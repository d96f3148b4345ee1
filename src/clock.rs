//! Monitor Clock
//!
//! Monotonic time source for cooldown bookkeeping.
//! Wall-clock timestamps on alerts and audit events use chrono instead;
//! they may jump, this clock may not.

use std::fmt;
use std::sync::atomic::{AtomicI64, Ordering};
use std::time::{Duration, Instant};

/// Nanoseconds on a monotonic timeline with an arbitrary origin.
pub type Nanos = i64;

pub const NANOS_PER_MILLI: i64 = 1_000_000;
pub const NANOS_PER_SEC: i64 = 1_000_000_000;

/// Source of monotonic time shared by the threshold worker and tests.
pub trait MonotonicClock: Send + Sync + fmt::Debug {
    fn now(&self) -> Nanos;
}

/// Convert a std duration to nanoseconds, saturating at `Nanos::MAX`.
#[inline]
pub fn duration_to_nanos(d: Duration) -> Nanos {
    i64::try_from(d.as_nanos()).unwrap_or(Nanos::MAX)
}

/// Process-local monotonic clock backed by `Instant`.
#[derive(Debug, Clone)]
pub struct SystemClock {
    origin: Instant,
}

impl SystemClock {
    pub fn new() -> Self {
        Self {
            origin: Instant::now(),
        }
    }
}

impl Default for SystemClock {
    fn default() -> Self {
        Self::new()
    }
}

impl MonotonicClock for SystemClock {
    #[inline]
    fn now(&self) -> Nanos {
        duration_to_nanos(self.origin.elapsed())
    }
}

/// Hand-driven clock for deterministic cooldown tests.
///
/// # Contract
/// - `advance_by()` / `advance_to()` only move forward, panic on backward movement
/// - Shared by reference; interior atomics make it usable behind `Arc<dyn MonotonicClock>`
#[derive(Debug, Default)]
pub struct ManualClock {
    current: AtomicI64,
}

impl ManualClock {
    pub fn new(start: Nanos) -> Self {
        Self {
            current: AtomicI64::new(start),
        }
    }

    pub fn advance_by(&self, delta: Duration) {
        let delta = duration_to_nanos(delta);
        self.current.fetch_add(delta, Ordering::SeqCst);
    }

    pub fn advance_to(&self, target: Nanos) {
        let prev = self.current.fetch_max(target, Ordering::SeqCst);
        assert!(
            target >= prev,
            "ManualClock cannot move backward: {} -> {}",
            prev,
            target
        );
    }
}

impl MonotonicClock for ManualClock {
    #[inline]
    fn now(&self) -> Nanos {
        self.current.load(Ordering::SeqCst)
    }
}
//! Trading-hours calendars.
//!
//! A session whose end precedes its start crosses midnight; the portion
//! after midnight belongs to the previous exchange day, so a Friday night
//! session still trades in the early hours of Saturday.

use chrono::{Datelike, NaiveDate, NaiveDateTime, NaiveTime, Weekday};
use serde::{Deserialize, Serialize};

/// One continuous trading window, bounds inclusive.
#[derive(Debug, Clone, PartialEq, Eq, Serialize, Deserialize)]
pub struct TradingSession {
    #[serde(default)]
    pub name: String,
    pub start: NaiveTime,
    pub end: NaiveTime,
}

impl TradingSession {
    pub fn new(name: impl Into<String>, start: NaiveTime, end: NaiveTime) -> Self {
        Self {
            name: name.into(),
            start,
            end,
        }
    }

    pub fn crosses_midnight(&self) -> bool {
        self.end < self.start
    }
}

fn hm(hour: u32, minute: u32) -> NaiveTime {
    NaiveTime::from_hms_opt(hour, minute, 0).unwrap_or(NaiveTime::MIN)
}

/// Sessions of the Chinese commodity futures exchanges, night session included.
pub fn china_futures_sessions() -> Vec<TradingSession> {
    vec![
        TradingSession::new("morning_1", hm(9, 0), hm(10, 15)),
        TradingSession::new("morning_2", hm(10, 30), hm(11, 30)),
        TradingSession::new("afternoon", hm(13, 30), hm(15, 0)),
        TradingSession::new("night", hm(21, 0), hm(2, 30)),
    ]
}

#[derive(Debug, Clone, PartialEq, Eq)]
pub struct SessionCalendar {
    sessions: Vec<TradingSession>,
    weekdays_only: bool,
}

impl SessionCalendar {
    pub fn new(sessions: Vec<TradingSession>, weekdays_only: bool) -> Self {
        Self {
            sessions,
            weekdays_only,
        }
    }

    pub fn china_futures() -> Self {
        Self::new(china_futures_sessions(), true)
    }

    pub fn sessions(&self) -> &[TradingSession] {
        &self.sessions
    }

    /// Whether `at` (exchange local time) falls inside any session.
    pub fn is_open(&self, at: NaiveDateTime) -> bool {
        let t = at.time();
        let date = at.date();

        self.sessions.iter().any(|s| {
            if !s.crosses_midnight() {
                s.start <= t && t <= s.end && self.day_allowed(Some(date))
            } else if t >= s.start {
                self.day_allowed(Some(date))
            } else if t <= s.end {
                self.day_allowed(date.pred_opt())
            } else {
                false
            }
        })
    }

    fn day_allowed(&self, date: Option<NaiveDate>) -> bool {
        if !self.weekdays_only {
            return true;
        }
        match date {
            Some(d) => !matches!(d.weekday(), Weekday::Sat | Weekday::Sun),
            None => false,
        }
    }
}

impl Default for SessionCalendar {
    fn default() -> Self {
        Self::china_futures()
    }
}

#[cfg(test)]
mod tests {
    use super::*;

    fn at(y: i32, m: u32, d: u32, hh: u32, mm: u32) -> NaiveDateTime {
        NaiveDate::from_ymd_opt(y, m, d)
            .unwrap()
            .and_hms_opt(hh, mm, 0)
            .unwrap()
    }

    #[test]
    fn test_day_sessions() {
        let cal = SessionCalendar::china_futures();
        // 2024-06-12 is a Wednesday
        assert!(cal.is_open(at(2024, 6, 12, 9, 0)));
        assert!(cal.is_open(at(2024, 6, 12, 10, 15)));
        assert!(!cal.is_open(at(2024, 6, 12, 10, 20)));
        assert!(cal.is_open(at(2024, 6, 12, 14, 59)));
        assert!(!cal.is_open(at(2024, 6, 12, 15, 1)));
        assert!(!cal.is_open(at(2024, 6, 12, 12, 0)));
    }

    #[test]
    fn test_night_session_crosses_midnight() {
        let cal = SessionCalendar::china_futures();
        assert!(cal.is_open(at(2024, 6, 12, 21, 5)));
        assert!(cal.is_open(at(2024, 6, 12, 23, 59)));
        assert!(cal.is_open(at(2024, 6, 13, 1, 30)));
        assert!(!cal.is_open(at(2024, 6, 13, 2, 31)));
    }

    #[test]
    fn test_weekend_closed_but_friday_night_tail_open() {
        let cal = SessionCalendar::china_futures();
        // 2024-06-15 Saturday, 2024-06-16 Sunday, 2024-06-17 Monday
        assert!(cal.is_open(at(2024, 6, 15, 1, 0)));
        assert!(!cal.is_open(at(2024, 6, 15, 9, 30)));
        assert!(!cal.is_open(at(2024, 6, 16, 21, 30)));
        assert!(!cal.is_open(at(2024, 6, 17, 0, 30)));
        assert!(cal.is_open(at(2024, 6, 17, 9, 30)));
    }

    #[test]
    fn test_all_days_calendar() {
        let cal = SessionCalendar::new(vec![TradingSession::new("all", hm(0, 0), hm(23, 59))], false);
        assert!(cal.is_open(at(2024, 6, 16, 12, 0)));
    }
}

• [About this exercise] Retype all the data exactly, line for line.

• [Exercise answer]
repository d96f3148b4345ee1
filename src/clock.rs
//! Monitor Clock
//!
//! Monotonic time source for cooldown bookkeeping.
//! Wall-clock timestamps on alerts and audit events use chrono instead;
//! they may jump, this clock may not.

use std::fmt;
use std::sync::atomic::{AtomicI64, Ordering};
use std::time::{Duration, Instant};

/// Nanoseconds on a monotonic timeline with an arbitrary origin.
pub type Nanos = i64;

pub const NANOS_PER_MILLI: i64 = 1_000_000;
pub const NANOS_PER_SEC: i64 = 1_000_000_000;

/// Source of monotonic time shared by the threshold worker and tests.
pub trait MonotonicClock: Send + Sync + fmt::Debug {
    fn now(&self) -> Nanos;
}

/// Convert a std duration to nanoseconds, saturating at `Nanos::MAX`.
#[inline]
pub fn duration_to_nanos(d: Duration) -> Nanos {
    i64::try_from(d.as_nanos()).unwrap_or(Nanos::MAX)
}

/// Process-local monotonic clock backed by `Instant`.
#[derive(Debug, Clone)]
pub struct SystemClock {
    origin: Instant,
}

impl SystemClock {
    pub fn new() -> Self {
        Self {
            origin: Instant::now(),
        }
    }
}

impl Default for SystemClock {
    fn default() -> Self {
        Self::new()
    }
}

impl MonotonicClock for SystemClock {
    #[inline]
    fn now(&self) -> Nanos {
        duration_to_nanos(self.origin.elapsed())
    }
}

/// Hand-driven clock for deterministic cooldown tests.
///
/// # Contract
/// - `advance_by()` / `advance_to()` only move forward, panic on backward movement
/// - Shared by reference; interior atomics make it usable behind `Arc<dyn MonotonicClock>`
#[derive(Debug, Default)]
pub struct ManualClock {
    current: AtomicI64,
}

impl ManualClock {
    pub fn new(start: Nanos) -> Self {
        Self {
            current: AtomicI64::new(start),
        }
    }

    pub fn advance_by(&self, delta: Duration) {
        let delta = duration_to_nanos(delta);
        self.current.fetch_add(delta, Ordering::SeqCst);
    }

    pub fn advance_to(&self, target: Nanos) {
        let prev = self.current.fetch_max(target, Ordering::SeqCst);
        assert!(
            target >= prev,
            "ManualClock cannot move backward: {} -> {}",
            prev,
            target
        );
    }
}

impl MonotonicClock for ManualClock {
    #[inline]
    fn now(&self) -> Nanos {
        self.current.load(Ordering::SeqCst)
    }
}
//! Trading-hours calendars.
//!
//! A session whose end precedes its start crosses midnight; the portion
//! after midnight belongs to the previous exchange day, so a Friday night
//! session still trades in the early hours of Saturday.

use chrono::{Datelike, NaiveDate, NaiveDateTime, NaiveTime, Weekday};
use serde::{Deserialize, Serialize};

/// One continuous trading window, bounds inclusive.
#[derive(Debug, Clone, PartialEq, Eq, Serialize, Deserialize)]
pub struct TradingSession {
    #[serde(default)]
    pub name: String,
    pub start: NaiveTime,
    pub end: NaiveTime,
}

impl TradingSession {
    pub fn new(name: impl Into<String>, start: NaiveTime, end: NaiveTime) -> Self {
        Self {
            name: name.into(),
            start,
            end,
        }
    }

    pub fn crosses_midnight(&self) -> bool {
        self.end < self.start
    }
}

fn hm(hour: u32, minute: u32) -> NaiveTime {
    NaiveTime::from_hms_opt(hour, minute, 0).unwrap_or(NaiveTime::MIN)
}

/// Sessions of the Chinese commodity futures exchanges, night session included.
pub fn china_futures_sessions() -> Vec<TradingSession> {
    vec![
        TradingSession::new("morning_1", hm(9, 0), hm(10, 15)),
        TradingSession::new("morning_2", hm(10, 30), hm(11, 30)),
        TradingSession::new("afternoon", hm(13, 30), hm(15, 0)),
        TradingSession::new("night", hm(21, 0), hm(2, 30)),
    ]
}

#[derive(Debug, Clone, PartialEq, Eq)]
pub struct SessionCalendar {
    sessions: Vec<TradingSession>,
    weekdays_only: bool,
}

impl SessionCalendar {
    pub fn new(sessions: Vec<TradingSession>, weekdays_only: bool) -> Self {
        Self {
            sessions,
            weekdays_only,
        }
    }

    pub fn china_futures() -> Self {
        Self::new(china_futures_sessions(), true)
    }

    pub fn sessions(&self) -> &[TradingSession] {
        &self.sessions
    }

    /// Whether `at` (exchange local time) falls inside any session.
    pub fn is_open(&self, at: NaiveDateTime) -> bool {
        let t = at.time();
        let date = at.date();

        self.sessions.iter().any(|s| {
            if !s.crosses_midnight() {
                s.start <= t && t <= s.end && self.day_allowed(Some(date))
            } else if t >= s.start {
                self.day_allowed(Some(date))
            } else if t <= s.end {
                self.day_allowed(date.pred_opt())
            } else {
                false
            }
        })
    }

    fn day_allowed(&self, date: Option<NaiveDate>) -> bool {
        if !self.weekdays_only {
            return true;
        }
        match date {
            Some(d) => !matches!(d.weekday(), Weekday::Sat | Weekday::Sun),
            None => false,
        }
    }
}

impl Default for SessionCalendar {
    fn default() -> Self {
        Self::china_futures()
    }
}

#[cfg(test)]
mod tests {
    use super::*;

    fn at(y: i32, m: u32, d: u32, hh: u32, mm: u32) -> NaiveDateTime {
        NaiveDate::from_ymd_opt(y, m, d)
            .unwrap()
            .and_hms_opt(hh, mm, 0)
            .unwrap()
    }

    #[test]
    fn test_day_sessions() {
        let cal = SessionCalendar::china_futures();
        // 2024-06-12 is a Wednesday
        assert!(cal.is_open(at(2024, 6, 12, 9, 0)));
        assert!(cal.is_open(at(2024, 6, 12, 10, 15)));
        assert!(!cal.is_open(at(2024, 6, 12, 10, 20)));
        assert!(cal.is_open(at(2024, 6, 12, 14, 59)));
        assert!(!cal.is_open(at(2024, 6, 12, 15, 1)));
        assert!(!cal.is_open(at(2024, 6, 12, 12, 0)));
    }

    #[test]
    fn test_night_session_crosses_midnight() {
        let cal = SessionCalendar::china_futures();
        assert!(cal.is_open(at(2024, 6, 12, 21, 5)));
        assert!(cal.is_open(at(2024, 6, 12, 23, 59)));
        assert!(cal.is_open(at(2024, 6, 13, 1, 30)));
        assert!(!cal.is_open(at(2024, 6, 13, 2, 31)));
    }

    #[test]
    fn test_weekend_closed_but_friday_night_tail_open() {
        let cal = SessionCalendar::china_futures();
        // 2024-06-15 Saturday, 2024-06-16 Sunday, 2024-06-17 Monday
        assert!(cal.is_open(at(2024, 6, 15, 1, 0)));
        assert!(!cal.is_open(at(2024, 6, 15, 9, 30)));
        assert!(!cal.is_open(at(2024, 6, 16, 21, 30)));
        assert!(!cal.is_open(at(2024, 6, 17, 0, 30)));
        assert!(cal.is_open(at(2024, 6, 17, 9, 30)));
    }

    #[test]
    fn test_all_days_calendar() {
        let cal = SessionCalendar::new(vec![TradingSession::new("all", hm(0, 0), hm(23, 59))], false);
        assert!(cal.is_open(at(2024, 6, 16, 12, 0)));
    }
}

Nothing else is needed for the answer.